— Action item —
Wherever the line with "use std::time::Duration;" sits in the listing below, transcribe from it up to and including the line with "How long the", exactly, and leave the remaining lines out.

— Records shown —
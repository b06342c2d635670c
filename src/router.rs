//! Message Router: dispatches inbound envelopes to handlers by type tag.
//!
//! [`Router`] is an open dispatch table. [`Router::default`] knows the five
//! tags the game server sends today; [`Router::register`] adds (or replaces)
//! handlers for anything else. Envelopes with no registered handler fall
//! through to a log-only default arm.
//!
//! Handlers only produce presentation effects. They never see the connection.

use std::collections::HashMap;
use std::fmt;
use std::time::Duration;

use tracing::{debug, warn};

use crate::error::Result;
use crate::protocol::{ActionBody, EnvelopeKind, GuessBody, HintBody, InboundEnvelope, NounBody};
use crate::sink::{Notification, NotificationPosition, PresentationSink};

/// How long the "correct answer" notification stays up.
pub const CORRECT_GUESS_NOTIFICATION_TIMEOUT: Duration = Duration::from_secs(5);

/// How long an action notification stays up.
pub const ACTION_NOTIFICATION_TIMEOUT: Duration = Duration::from_secs(1);

/// Handles one envelope type.
///
/// Any `Fn(&InboundEnvelope, &mut dyn PresentationSink) -> Result<()>` closure
/// is a handler.
pub trait Handler: Send + 'static {
    /// # Errors
    ///
    /// Return an error when the envelope body does not have the shape this
    /// handler expects. The router logs it and moves on.
    fn handle(&self, envelope: &InboundEnvelope, sink: &mut dyn PresentationSink) -> Result<()>;
}

impl<F> Handler for F
where
    F: Fn(&InboundEnvelope, &mut dyn PresentationSink) -> Result<()> + Send + 'static,
{
    fn handle(&self, envelope: &InboundEnvelope, sink: &mut dyn PresentationSink) -> Result<()> {
        self(envelope, sink)
    }
}

/// Result of routing one envelope.
#[derive(Debug, Clone, PartialEq, Eq)]
pub enum RouteOutcome {
    /// Exactly one handler ran to completion.
    Handled(EnvelopeKind),
    /// No handler is registered for this tag; only a log entry was written.
    Unhandled(String),
    /// The handler refused the body; it was logged and dropped.
    Rejected(String),
}

/// Tag-keyed dispatch table.
pub struct Router {
    handlers: HashMap<String, Box<dyn Handler>>,
}

impl Router {
    /// A router with no handlers; every envelope takes the default arm.
    pub fn empty() -> Self {
        Self {
            handlers: HashMap::new(),
        }
    }

    /// Register `handler` for `kind`, replacing any previous one.
    #[must_use]
    pub fn register(mut self, kind: impl Into<String>, handler: impl Handler) -> Self {
        self.handlers.insert(kind.into(), Box::new(handler));
        self
    }

    pub fn handles(&self, kind: &str) -> bool {
        self.handlers.contains_key(kind)
    }

    /// Dispatch `envelope` to the handler for its tag.
    pub fn route(
        &self,
        envelope: &InboundEnvelope,
        sink: &mut dyn PresentationSink,
    ) -> RouteOutcome {
        let tag = envelope.tag();
        let Some(handler) = self.handlers.get(tag) else {
            warn!(tag, "no handler for envelope type, ignoring");
            return RouteOutcome::Unhandled(tag.to_owned());
        };

        debug!(tag, "routing envelope");
        match handler.handle(envelope, sink) {
            Ok(()) => RouteOutcome::Handled(envelope.kind()),
            Err(e) => {
                warn!(tag, "dropping envelope: {e}");
                RouteOutcome::Rejected(tag.to_owned())
            }
        }
    }
}

impl Default for Router {
    fn default() -> Self {
        Self::empty()
            .register(EnvelopeKind::Hint.as_str(), on_hint)
            .register(EnvelopeKind::Guess.as_str(), on_guess)
            .register(EnvelopeKind::Noun.as_str(), on_noun)
            .register(EnvelopeKind::Action.as_str(), on_action)
            .register(EnvelopeKind::Start.as_str(), on_start)
    }
}

impl fmt::Debug for Router {
    fn fmt(&self, f: &mut fmt::Formatter<'_>) -> fmt::Result {
        let mut tags: Vec<&str> = self.handlers.keys().map(String::as_str).collect();
        tags.sort_unstable();
        f.debug_struct("Router").field("handlers", &tags).finish()
    }
}

// ── Standard handlers ───────────────────────────────────────────────

fn on_hint(envelope: &InboundEnvelope, sink: &mut dyn PresentationSink) -> Result<()> {
    let hint: HintBody = envelope.body_as()?;
    sink.set_spinner_visible(false);
    sink.show_hint(&hint.noun.kind, &hint.text);
    Ok(())
}

fn on_guess(envelope: &InboundEnvelope, sink: &mut dyn PresentationSink) -> Result<()> {
    let guess: GuessBody = envelope.body_as()?;
    sink.prepend_guess(&guess.text);
    if guess.is_correct {
        sink.notify(Notification {
            message: format!("The correct answer is \"{}\"", guess.noun),
            position: NotificationPosition::BottomRight,
            timeout: CORRECT_GUESS_NOTIFICATION_TIMEOUT,
        });
    }
    Ok(())
}

fn on_noun(envelope: &InboundEnvelope, sink: &mut dyn PresentationSink) -> Result<()> {
    let noun: NounBody = envelope.body_as()?;
    sink.alert(&format!("Your noun is \"{}\"", noun.text));
    sink.set_current_noun(&noun.text);
    Ok(())
}

fn on_action(envelope: &InboundEnvelope, sink: &mut dyn PresentationSink) -> Result<()> {
    let action: ActionBody = envelope.body_as()?;
    sink.notify(Notification {
        message: action.body,
        position: NotificationPosition::TopRight,
        timeout: ACTION_NOTIFICATION_TIMEOUT,
    });
    sink.append_player_badge(&badge_alias(&action.player.name));
    Ok(())
}

/// Mirrors the optimistic transition the local start intent applies.
fn on_start(_envelope: &InboundEnvelope, sink: &mut dyn PresentationSink) -> Result<()> {
    sink.set_start_control_visible(false);
    sink.set_spinner_visible(true);
    Ok(())
}

/// First two characters of a player name, uppercased.
pub fn badge_alias(name: &str) -> String {
    name.chars().take(2).collect::<String>().to_uppercase()
}

#[cfg(test)]
#[allow(
    clippy::unwrap_used,
    clippy::expect_used,
    clippy::panic,
    clippy::todo,
    clippy::unimplemented,
    clippy::indexing_slicing
)]
mod tests {
    use super::*;
    use crate::protocol::decode;
    use crate::sink::PresentationEvent;

    fn route_text(router: &Router, text: &str) -> (RouteOutcome, Vec<PresentationEvent>) {
        let mut sink: Vec<PresentationEvent> = Vec::new();
        let envelope = decode(text).unwrap();
        let outcome = router.route(&envelope, &mut sink);
        (outcome, sink)
    }

    #[test]
    fn default_router_knows_server_tags() {
        let router = Router::default();
        for tag in ["hint", "guess", "noun", "action", "start"] {
            assert!(router.handles(tag), "missing handler for {tag}");
        }
        assert!(!router.handles("message"));
    }

    #[test]
    fn hint_hides_spinner_and_reveals_hint() {
        let (outcome, events) = route_text(
            &Router::default(),
            r#"{"type":"hint","body":{"noun":{"type":"animal"},"text":"purrs"}}"#,
        );
        assert_eq!(outcome, RouteOutcome::Handled(EnvelopeKind::Hint));
        assert_eq!(
            events,
            vec![
                PresentationEvent::SpinnerVisible(false),
                PresentationEvent::ShowHint {
                    noun_type: "animal".into(),
                    text: "purrs".into()
                },
            ]
        );
    }

    #[test]
    fn correct_guess_logs_and_notifies_once() {
        let (outcome, events) = route_text(
            &Router::default(),
            r#"{"type":"guess","body":{"text":"cat","isCorrect":true,"noun":"cat"}}"#,
        );
        assert_eq!(outcome, RouteOutcome::Handled(EnvelopeKind::Guess));
        assert_eq!(
            events,
            vec![
                PresentationEvent::PrependGuess("cat".into()),
                PresentationEvent::Notify(Notification {
                    message: "The correct answer is \"cat\"".into(),
                    position: NotificationPosition::BottomRight,
                    timeout: Duration::from_secs(5),
                }),
            ]
        );
    }

    #[test]
    fn wrong_guess_only_logs() {
        let (_, events) = route_text(
            &Router::default(),
            r#"{"type":"guess","body":{"text":"dog","isCorrect":false,"noun":""}}"#,
        );
        assert_eq!(events, vec![PresentationEvent::PrependGuess("dog".into())]);
    }

    #[test]
    fn noun_alerts_and_persists() {
        let (_, events) = route_text(
            &Router::default(),
            r#"{"type":"noun","body":{"text":"lighthouse"}}"#,
        );
        assert_eq!(
            events,
            vec![
                PresentationEvent::Alert("Your noun is \"lighthouse\"".into()),
                PresentationEvent::SetCurrentNoun("lighthouse".into()),
            ]
        );
    }

    #[test]
    fn action_notifies_and_appends_badge() {
        let (outcome, events) = route_text(
            &Router::default(),
            r#"{"type":"action","body":{"body":"Alice played a card","player":{"name":"alice"}}}"#,
        );
        assert_eq!(outcome, RouteOutcome::Handled(EnvelopeKind::Action));
        assert_eq!(
            events,
            vec![
                PresentationEvent::Notify(Notification {
                    message: "Alice played a card".into(),
                    position: NotificationPosition::TopRight,
                    timeout: Duration::from_secs(1),
                }),
                PresentationEvent::AppendPlayerBadge("AL".into()),
            ]
        );
    }

    #[test]
    fn repeated_actions_accumulate_badges() {
        let router = Router::default();
        let mut sink: Vec<PresentationEvent> = Vec::new();
        let text = r#"{"type":"action","body":{"body":"joined","player":{"name":"bo"}}}"#;
        for _ in 0..3 {
            router.route(&decode(text).unwrap(), &mut sink);
        }
        let badges = sink
            .iter()
            .filter(|e| **e == PresentationEvent::AppendPlayerBadge("BO".into()))
            .count();
        assert_eq!(badges, 3);
    }

    #[test]
    fn start_hides_control_and_shows_spinner() {
        let (_, events) = route_text(&Router::default(), r#"{"type":"start","body":null}"#);
        assert_eq!(
            events,
            vec![
                PresentationEvent::StartControlVisible(false),
                PresentationEvent::SpinnerVisible(true),
            ]
        );
    }

    #[test]
    fn unknown_type_is_log_only() {
        let (outcome, events) = route_text(
            &Router::default(),
            r#"{"type":"scoreboard","body":{"alice":3}}"#,
        );
        assert_eq!(outcome, RouteOutcome::Unhandled("scoreboard".into()));
        assert!(events.is_empty());
    }

    #[test]
    fn malformed_body_is_rejected_without_effects() {
        let (outcome, events) =
            route_text(&Router::default(), r#"{"type":"action","body":{"body":"x"}}"#);
        assert_eq!(outcome, RouteOutcome::Rejected("action".into()));
        assert!(events.is_empty());
    }

    #[test]
    fn registered_closure_handles_new_tag() {
        let router = Router::default().register(
            "scoreboard",
            |env: &InboundEnvelope, sink: &mut dyn PresentationSink| -> Result<()> {
                sink.alert(&env.body().to_string());
                Ok(())
            },
        );
        let (outcome, events) =
            route_text(&router, r#"{"type":"scoreboard","body":{"alice":3}}"#);
        assert_eq!(
            outcome,
            RouteOutcome::Handled(EnvelopeKind::Other("scoreboard".into()))
        );
        assert_eq!(events, vec![PresentationEvent::Alert(r#"{"alice":3}"#.into())]);
    }

    #[test]
    fn badge_alias_uses_first_two_chars() {
        assert_eq!(badge_alias("alice"), "AL");
        assert_eq!(badge_alias("z"), "Z");
        assert_eq!(badge_alias(""), "");
        assert_eq!(badge_alias("élodie"), "ÉL");
    }
}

— Answer to this exercise —
use std::time::Duration;

use tracing::{debug, warn};

use crate::error::Result;
use crate::protocol::{ActionBody, EnvelopeKind, GuessBody, HintBody, InboundEnvelope, NounBody};
use crate::sink::{Notification, NotificationPosition, PresentationSink};

/// How long the "correct answer" notification stays up.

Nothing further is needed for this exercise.